As a sophomore in 2016-2017 Swanigan was the only player in the nation with a PER (player efficiency rating) of 25+, a 20% rebound rate, and a 15% assist rate. That means that Swanigan was a very efficient player offensively, rebounded more than 20% of the available rebounds when he was on the floor, and assisted on more than 15% of his teammates’ field goals while he was on the floor. That is being involved in absolutely every aspect of the offensive game.
Where Swanigan stands out is as a rebounder. He is a true elite rebounder. When drafting late in the first round you are looking for traits, and Swanigan’s ability to rebound may have been the main reason he was drafted in the first round, rather than sliding to the second.
His incredible sophomore year at Purdue was truly highlighted by his rebounding.
|Def Reb||Off Reb||Tot Reb||Reb %||Reb Per Game|
Swanigan’s 436 total rebounds in the 2016-2017 season were the most in the Big 10 since 1985-1986. That includes impressive seasons by Draymond Green, Jared Sullinger, Chris Webber, and Glenn Robinson. That’s some incredible company for the rookie.
Fortunately for Blazer fans, Swanigan brings a lot more to the table than rebounding. His Per-40 stats are as impressive as Collins’ were last season.
While Swanigan still has a lot of room to improve on the defensive side of the court, he is a pretty well-rounded offensive basketball player. He was the driving force behind the 27-8 Boilermakers that won the Big 10 and finished ranked Number 15 in the nation.
When you look at Swanigan’s body and you watch some of his more bruising highlights, you miss out on just how skilled Swanigan is as a basketball player. His shooting numbers don’t happen by accident, they happen with countless hours in the gym.
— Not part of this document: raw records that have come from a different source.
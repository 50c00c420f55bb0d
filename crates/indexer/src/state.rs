use std::path::PathBuf;
use std::sync::Arc;
use std::time::SystemTime;

use library::{LibraryView, MediaSource, SnapshotCache};
use parking_lot::RwLock;

use crate::config::IndexerConfig;
use crate::enrich::GenreEnricher;

#[derive(Clone)]
pub struct AppState {
    pub library_state: Arc<RwLock<LibraryState>>,
    pub config_path: PathBuf,
    pub config: Arc<RwLock<IndexerConfig>>,
    pub snapshot: SnapshotCache,
    pub enricher: Arc<GenreEnricher>,
    pub source: Arc<dyn MediaSource>,
}

impl AppState {
    pub fn new(
        config_path: PathBuf,
        config: IndexerConfig,
        snapshot: SnapshotCache,
        enricher: Arc<GenreEnricher>,
        source: Arc<dyn MediaSource>,
    ) -> Self {
        Self {
            library_state: Arc::new(RwLock::new(LibraryState::default())),
            config_path,
            config: Arc::new(RwLock::new(config)),
            snapshot,
            enricher,
            source,
        }
    }

    pub fn view(&self) -> Option<Arc<LibraryView>> {
        self.library_state.read().view.clone()
    }
}

#[derive(Clone)]
pub struct LibraryState {
    pub view: Option<Arc<LibraryView>>,
    pub status: LibraryStatus,
}

impl Default for LibraryState {
    fn default() -> Self {
        Self {
            view: None,
            status: LibraryStatus::Unconfigured,
        }
    }
}

#[derive(Clone, Debug, PartialEq, Eq)]
pub enum LibraryStatus {
    Unconfigured,
    Scanning { started: SystemTime },
    Ready(LibraryStats),
    Error(String),
}

#[derive(Clone, Debug, Default, PartialEq, Eq)]
pub struct LibraryStats {
    pub tracks: usize,
    pub folders: usize,
    pub genres: usize,
    pub skipped: usize,
    pub from_snapshot: bool,
}

impl LibraryStats {
    pub fn from_view(view: &LibraryView, skipped: usize, from_snapshot: bool) -> Self {
        Self {
            tracks: view.tracks.len(),
            folders: view.folders.len(),
            genres: view.genres.len(),
            skipped,
            from_snapshot,
        }
    }
}
use std::path::Path;

use metadata::{read_tags, MetadataError, RawTags};
use tracing::warn;
use walkdir::WalkDir;

/// One child of a directory as reported by a [`MediaSource`].
#[derive(Clone, Debug, PartialEq, Eq)]
pub struct SourceEntry {
    pub is_directory: bool,
    pub display_name: String,
    pub mime_type: Option<String>,
    pub locator: String,
}

impl SourceEntry {
    pub fn is_audio(&self) -> bool {
        !self.is_directory
            && self
                .mime_type
                .as_deref()
                .is_some_and(|mime| mime.starts_with("audio"))
    }
}

/// File tree enumeration and tag extraction, addressed by opaque locators.
pub trait MediaSource: Send + Sync {
    fn children(&self, locator: &str) -> Result<Vec<SourceEntry>, SourceError>;

    fn read_tags(&self, locator: &str) -> Result<RawTags, SourceError>;
}

/// Local filesystem source. Locators are paths.
#[derive(Clone, Copy, Debug, Default)]
pub struct FsSource;

impl MediaSource for FsSource {
    fn children(&self, locator: &str) -> Result<Vec<SourceEntry>, SourceError> {
        let dir = Path::new(locator);
        if !dir.is_dir() {
            return Err(SourceError::NotADirectory(locator.to_string()));
        }

        let mut entries = Vec::new();
        for entry in WalkDir::new(dir)
            .follow_links(false)
            .min_depth(1)
            .max_depth(1)
            .sort_by_file_name()
        {
            let entry = match entry {
                Ok(entry) => entry,
                Err(err) => {
                    warn!("Skipping unreadable entry under {:?}: {}", dir, err);
                    continue;
                }
            };
            let path = entry.path();
            let is_directory = entry.file_type().is_dir();
            let mime_type = if is_directory {
                None
            } else {
                mime_guess::from_path(path)
                    .first()
                    .map(|mime| mime.essence_str().to_string())
            };
            entries.push(SourceEntry {
                is_directory,
                display_name: entry.file_name().to_string_lossy().to_string(),
                mime_type,
                locator: path.to_string_lossy().to_string(),
            });
        }
        Ok(entries)
    }

    fn read_tags(&self, locator: &str) -> Result<RawTags, SourceError> {
        Ok(read_tags(Path::new(locator))?)
    }
}

#[derive(Debug)]
pub enum SourceError {
    NotADirectory(String),
    Metadata(MetadataError),
}

impl std::fmt::Display for SourceError {
    fn fmt(&self, f: &mut std::fmt::Formatter<'_>) -> std::fmt::Result {
        match self {
            SourceError::NotADirectory(locator) => write!(f, "not a directory: {}", locator),
            SourceError::Metadata(err) => write!(f, "metadata error: {}", err),
        }
    }
}

impl std::error::Error for SourceError {}

impl From<MetadataError> for SourceError {
    fn from(err: MetadataError) -> Self {
        SourceError::Metadata(err)
    }
}

#[cfg(test)]
mod tests {
    use super::*;
    use std::fs;

    #[test]
    fn lists_children_sorted_with_mime_types() {
        let dir = tempfile::tempdir().unwrap();
        fs::create_dir(dir.path().join("Jazz")).unwrap();
        fs::write(dir.path().join("b.mp3"), b"").unwrap();
        fs::write(dir.path().join("a.flac"), b"").unwrap();
        fs::write(dir.path().join("cover.jpg"), b"").unwrap();

        let root = dir.path().to_string_lossy().to_string();
        let children = FsSource.children(&root).unwrap();
        let names: Vec<&str> = children.iter().map(|e| e.display_name.as_str()).collect();
        assert_eq!(names, vec!["Jazz", "a.flac", "b.mp3", "cover.jpg"]);

        assert!(children[0].is_directory);
        assert!(!children[0].is_audio());
        assert!(children[1].is_audio());
        assert!(children[2].is_audio());
        assert!(!children[3].is_audio());
    }

    #[test]
    fn missing_directory_is_an_error() {
        let dir = tempfile::tempdir().unwrap();
        let missing = dir.path().join("missing").to_string_lossy().to_string();
        assert!(matches!(
            FsSource.children(&missing),
            Err(SourceError::NotADirectory(_))
        ));
    }

    #[test]
    fn unreadable_audio_is_a_metadata_error() {
        let dir = tempfile::tempdir().unwrap();
        let file = dir.path().join("broken.mp3");
        fs::write(&file, b"not really audio").unwrap();
        let result = FsSource.read_tags(&file.to_string_lossy());
        assert!(matches!(result, Err(SourceError::Metadata(_))));
    }
}
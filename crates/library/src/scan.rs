use common::{join_folder_path, stable_id, strip_extension, Track, UNKNOWN_ALBUM};
use tracing::{debug, info, warn};

use crate::artist::best_artist;
use crate::source::{MediaSource, SourceEntry};
use crate::taxonomy::map_to_top_genre;

/// A phase-1 track plus the raw genre tag it was mapped from, kept so the
/// enrichment pass can fall back to it.
#[derive(Clone, Debug, PartialEq, Eq)]
pub struct ScannedTrack {
    pub track: Track,
    pub metadata_genre: Option<String>,
}

#[derive(Clone, Debug, Default)]
pub struct ExtractReport {
    pub tracks: Vec<ScannedTrack>,
    /// Entries that could not be listed or read.
    pub skipped: usize,
}

#[derive(Clone, Debug, Default, PartialEq, Eq)]
pub struct ScanReport {
    pub tracks: Vec<Track>,
    pub skipped: usize,
}

/// Walks each root depth first and builds a track for every audio entry.
/// Genres come from the tag only; nothing here touches the network.
pub fn extract_tracks(source: &dyn MediaSource, roots: &[String]) -> ExtractReport {
    let mut report = ExtractReport::default();
    for root in roots {
        let before = report.tracks.len();
        walk(source, root, "", &mut report);
        info!(
            "Scanned {}: {} tracks",
            root,
            report.tracks.len() - before
        );
    }
    if report.skipped > 0 {
        warn!("Skipped {} unreadable entries", report.skipped);
    }
    report
}

fn walk(source: &dyn MediaSource, locator: &str, folder_path: &str, report: &mut ExtractReport) {
    let children = match source.children(locator) {
        Ok(children) => children,
        Err(err) => {
            warn!("Failed to list {}: {}", locator, err);
            report.skipped += 1;
            return;
        }
    };

    for child in children {
        if child.is_directory {
            let sub_path = join_folder_path(folder_path, &child.display_name);
            walk(source, &child.locator, &sub_path, report);
        } else if child.is_audio() {
            match scan_track(source, &child, folder_path) {
                Some(scanned) => report.tracks.push(scanned),
                None => report.skipped += 1,
            }
        }
    }
}

fn scan_track(
    source: &dyn MediaSource,
    entry: &SourceEntry,
    folder_path: &str,
) -> Option<ScannedTrack> {
    let tags = match source.read_tags(&entry.locator) {
        Ok(tags) => tags,
        Err(err) => {
            warn!("Failed to read tags for {}: {}", entry.locator, err);
            return None;
        }
    };

    let title = tags
        .title
        .filter(|title| !title.trim().is_empty())
        .unwrap_or_else(|| strip_extension(&entry.display_name).to_string());
    let artist = best_artist(tags.artist.as_deref(), &entry.display_name, folder_path);
    let album = tags
        .album
        .filter(|album| !album.trim().is_empty())
        .unwrap_or_else(|| UNKNOWN_ALBUM.to_string());
    let genre = map_to_top_genre(tags.genre.as_deref());
    debug!("{} -> {} / {} [{}]", entry.locator, artist, title, genre);

    Some(ScannedTrack {
        track: Track {
            id: stable_id(&entry.locator),
            title,
            artist,
            album,
            duration_ms: tags.duration_ms.unwrap_or(0),
            content_uri: entry.locator.clone(),
            folder_path: folder_path.to_string(),
            genre,
        },
        metadata_genre: tags.genre,
    })
}
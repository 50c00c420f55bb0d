mod config;
mod connectivity;
mod enrich;
mod external;
mod scan;
mod state;
#[cfg(test)]
mod test_support;

use std::path::PathBuf;
use std::sync::Arc;
use std::time::Duration;

use clap::{Parser, Subcommand};
use common::Folder;
use config::{config_path_from_env, load_or_create_config, resolve_path};
use connectivity::{Connectivity, HostProbe, Offline};
use enrich::GenreEnricher;
use external::LastFmProvider;
use library::{FsSource, GenreCache, SnapshotCache};
use scan::{apply_folder_change, clear_genre_cache_and_rescan, start_index, FolderChange};
use state::{AppState, LibraryStatus};
use tracing::{info, warn};

/// Indexes local music folders into a browsable tree and genre buckets.
#[derive(Parser)]
#[command(name = "music-indexer")]
struct Args {
    /// Path to the YAML config file.
    #[arg(long, env = "MUSIC_INDEXER_CONFIG")]
    config: Option<PathBuf>,

    /// Skip network genre lookups for this run.
    #[arg(long, global = true)]
    offline: bool,

    #[command(subcommand)]
    command: Option<Command>,
}

#[derive(Subcommand)]
enum Command {
    /// Load the saved snapshot, or scan if there is none.
    Scan,
    /// Discard the snapshot and rescan.
    Refresh,
    /// Add a source folder and rescan.
    AddFolder { path: String },
    /// Remove a source folder and rescan.
    RemoveFolder { path: String },
    /// List source folders.
    Folders,
    /// Print the folder tree.
    Tree,
    /// Print genre buckets with track counts.
    Genres,
    /// Show what the genre cache holds.
    CacheStats,
    /// Clear the genre cache and rescan.
    ClearGenreCache,
    /// Delete genre cache entries older than the given age.
    PruneGenreCache {
        #[arg(long, default_value = "30")]
        days: u64,
    },
}

#[tokio::main]
async fn main() -> Result<(), Box<dyn std::error::Error>> {
    let filter = tracing_subscriber::EnvFilter::try_from_default_env()
        .unwrap_or_else(|_| "info".into());
    tracing_subscriber::fmt().with_env_filter(filter).init();

    let args = Args::parse();
    let config_path = args.config.unwrap_or_else(config_path_from_env);
    let (config, created) = load_or_create_config(&config_path)?;
    if created {
        info!("Created default config at {:?}", config_path);
    } else {
        info!("Loaded config from {:?}", config_path);
    }

    let cache = GenreCache::open(&resolve_path(&config_path, &config.genre_cache_path))?;
    let provider = LastFmProvider::new(
        &config.lastfm_base_url,
        &config.lastfm_api_key,
        config.request_timeout(),
    )?;
    let connectivity: Arc<dyn Connectivity> = if args.offline || !config.enrichment_enabled {
        info!("Genre enrichment disabled; using cached genres only");
        Arc::new(Offline)
    } else if config.lastfm_api_key.trim().is_empty() {
        warn!("No Last.fm API key configured; using cached genres only");
        Arc::new(Offline)
    } else {
        match HostProbe::for_url(provider.endpoint(), config.probe_timeout()) {
            Some(probe) => Arc::new(probe),
            None => {
                warn!("Cannot probe {}; using cached genres only", provider.endpoint());
                Arc::new(Offline)
            }
        }
    };
    let enricher = Arc::new(GenreEnricher::new(
        cache,
        Arc::new(provider),
        connectivity,
        config.min_request_spacing(),
    ));
    let snapshot = SnapshotCache::new(resolve_path(&config_path, &config.snapshot_path));
    let state = AppState::new(config_path, config, snapshot, enricher, Arc::new(FsSource));

    match args.command.unwrap_or(Command::Scan) {
        Command::Scan => report(&start_index(&state, false).await),
        Command::Refresh => report(&start_index(&state, true).await),
        Command::AddFolder { path } => {
            match apply_folder_change(&state, FolderChange::Add(path.clone())).await? {
                Some(status) => report(&status),
                None => println!("{} is already a source folder", path.trim()),
            }
        }
        Command::RemoveFolder { path } => {
            match apply_folder_change(&state, FolderChange::Remove(path.clone())).await? {
                Some(status) => report(&status),
                None => println!("{} is not a source folder", path.trim()),
            }
        }
        Command::Folders => {
            let folders = state.config.read().source_folders.clone();
            if folders.is_empty() {
                println!("No source folders configured");
            }
            for folder in folders {
                println!("{}", folder);
            }
        }
        Command::Tree => {
            start_index(&state, false).await;
            match state.view().and_then(|view| view.root()) {
                Some(root) => print_folder(&root, 0),
                None => println!("Library is empty"),
            }
        }
        Command::Genres => {
            start_index(&state, false).await;
            let Some(view) = state.view() else {
                println!("Library is empty");
                return Ok(());
            };
            for bucket in &view.genres {
                println!("{:<24} {:>6}", bucket.name, bucket.tracks.len());
            }
        }
        Command::CacheStats => {
            let stats = state.enricher.cache_stats();
            println!("{} cached artists", stats.total_cached);
            for artist in stats.cached_artists {
                println!("  {}", artist);
            }
        }
        Command::ClearGenreCache => report(&clear_genre_cache_and_rescan(&state).await?),
        Command::PruneGenreCache { days } => {
            let removed = state
                .enricher
                .prune(Duration::from_secs(days.saturating_mul(24 * 60 * 60)))?;
            println!("Removed {} entries older than {} days", removed, days);
        }
    }

    Ok(())
}

fn report(status: &LibraryStatus) {
    match status {
        LibraryStatus::Unconfigured => {
            println!("No source folders configured; add one with `add-folder <path>`")
        }
        LibraryStatus::Scanning { .. } => println!("Scan in progress"),
        LibraryStatus::Ready(stats) => {
            let origin = if stats.from_snapshot { "snapshot" } else { "scan" };
            println!(
                "{} tracks in {} top-level folders, {} genres (from {})",
                stats.tracks, stats.folders, stats.genres, origin
            );
            if stats.skipped > 0 {
                println!("{} entries could not be read", stats.skipped);
            }
        }
        LibraryStatus::Error(message) => println!("Scan failed: {}", message),
    }
}

fn print_folder(folder: &Folder, depth: usize) {
    println!(
        "{}{} ({})",
        "  ".repeat(depth),
        folder.name,
        folder.total_track_count()
    );
    for subfolder in &folder.subfolders {
        print_folder(subfolder, depth + 1);
    }
    for track in &folder.tracks {
        println!(
            "{}- {} / {} [{}]",
            "  ".repeat(depth + 1),
            track.artist,
            track.title,
            track.genre
        );
    }
}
His sophomore season shooting numbers looked more like a shooting guard than a big guy.
What sticks out from those numbers is Swanigan’s ability to shoot free throws. Blazer fans have seen bigs like Mason Plumlee and Ed Davis struggle from the charity stripe, and it will be quite refreshing to have a big that can shoot close to 80% from the line.
Swanigan’s 78% from the free throw line would have been behind only Damian Lillard, CJ McCollum, Meyers Leonard, Allen Crabbe, and Evan Turner on the Blazers. Those “cheap” points are important. Like Bill Schonely always says, “You’ve got to make your free throws”.
That same article that I referenced above with Collins ranked Swanigan as the #10 prospect in the draft class.
Howerton said about Swanigan, “He can post-seal and space-shoot with the best of them out there. He works. He improves. He plays D. You’ve got to like that.”
While everyone looks at and analyzes the draft differently, the numbers don’t lie. The Blazers brought in two highly productive players that have efficient and well-rounded games. If each of these young guys (Collins is 19, and Swanigan is 20) continue to grow and improve, the sky is the limit for each of these big men.
With a roster that is currently overloaded with depth, the Blazers are going to need to make some decisions, but having the luxury of drafting two highly talented big guys might just make those decisions easier and the future a little brighter for the Portland Trail Blazers.